◆ PROBLEM TO SOLVE ◆
Copy every line below precisely, leaving nothing out.

--- MATERIAL FOR THIS EXERCISE Enclosed Below ---

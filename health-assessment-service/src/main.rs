use anyhow::Context as _;
use graph_flow::InMemorySessionStorage;
use health_assessment_service::{AppState, GeminiAnalyzer, ServiceConfig, create_app};
use std::sync::Arc;
use tokio::net::TcpListener;
use tracing::{error, info};
use tracing_subscriber::{layer::SubscriberExt, util::SubscriberInitExt};

/// Initialize tracing based on environment variables
fn init_tracing() {
    let log_format = std::env::var("LOG_FORMAT").unwrap_or_else(|_| "json".to_string());
    let env_filter = tracing_subscriber::EnvFilter::try_from_default_env().unwrap_or_else(|_| {
        "health_assessment_service=debug,graph_flow=debug,tower_http=debug".into()
    });

    match log_format.as_str() {
        "pretty" => {
            tracing_subscriber::registry()
                .with(env_filter)
                .with(tracing_subscriber::fmt::layer().pretty())
                .init();
        }
        _ => {
            tracing_subscriber::registry()
                .with(env_filter)
                .with(
                    tracing_subscriber::fmt::layer()
                        .json()
                        .with_target(true)
                        .with_level(true),
                )
                .init();
        }
    }
}

#[tokio::main]
async fn main() -> anyhow::Result<()> {
    init_tracing();

    let config = ServiceConfig::from_env();
    let analyzer = match GeminiAnalyzer::new(&config) {
        Ok(analyzer) => analyzer,
        Err(e) => {
            error!(error = %e, "GEMINI_API_KEY (or API_KEY) not set");
            std::process::exit(1);
        }
    };
    info!(model = %config.model, temperature = config.temperature, "Analysis client ready");

    let state = AppState::new(Arc::new(InMemorySessionStorage::new()), Arc::new(analyzer));
    let app = create_app(state);

    let listener = TcpListener::bind(("0.0.0.0", config.port))
        .await
        .with_context(|| format!("failed to bind port {}", config.port))?;
    let addr = listener.local_addr()?;

    info!("HealthAware assessment service running on http://{}", addr);
    info!("API description available at http://{}/", addr);

    axum::serve(listener, app).await?;

    Ok(())
}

--- End of Enclosed MATERIAL FOR THIS EXERCISE ---

◆ EXERCISE RESPONSE ◆
filename health-assessment-service/src/main.rs
use anyhow::Context as _;
use graph_flow::InMemorySessionStorage;
use health_assessment_service::{AppState, GeminiAnalyzer, ServiceConfig, create_app};
use std::sync::Arc;
use tokio::net::TcpListener;
use tracing::{error, info};
use tracing_subscriber::{layer::SubscriberExt, util::SubscriberInitExt};

/// Initialize tracing based on environment variables
fn init_tracing() {
    let log_format = std::env::var("LOG_FORMAT").unwrap_or_else(|_| "json".to_string());
    let env_filter = tracing_subscriber::EnvFilter::try_from_default_env().unwrap_or_else(|_| {
        "health_assessment_service=debug,graph_flow=debug,tower_http=debug".into()
    });

    match log_format.as_str() {
        "pretty" => {
            tracing_subscriber::registry()
                .with(env_filter)
                .with(tracing_subscriber::fmt::layer().pretty())
                .init();
        }
        _ => {
            tracing_subscriber::registry()
                .with(env_filter)
                .with(
                    tracing_subscriber::fmt::layer()
                        .json()
                        .with_target(true)
                        .with_level(true),
                )
                .init();
        }
    }
}

#[tokio::main]
async fn main() -> anyhow::Result<()> {
    init_tracing();

    let config = ServiceConfig::from_env();
    let analyzer = match GeminiAnalyzer::new(&config) {
        Ok(analyzer) => analyzer,
        Err(e) => {
            error!(error = %e, "GEMINI_API_KEY (or API_KEY) not set");
            std::process::exit(1);
        }
    };
    info!(model = %config.model, temperature = config.temperature, "Analysis client ready");

    let state = AppState::new(Arc::new(InMemorySessionStorage::new()), Arc::new(analyzer));
    let app = create_app(state);

    let listener = TcpListener::bind(("0.0.0.0", config.port))
        .await
        .with_context(|| format!("failed to bind port {}", config.port))?;
    let addr = listener.local_addr()?;

    info!("HealthAware assessment service running on http://{}", addr);
    info!("API description available at http://{}/", addr);

    axum::serve(listener, app).await?;

    Ok(())
}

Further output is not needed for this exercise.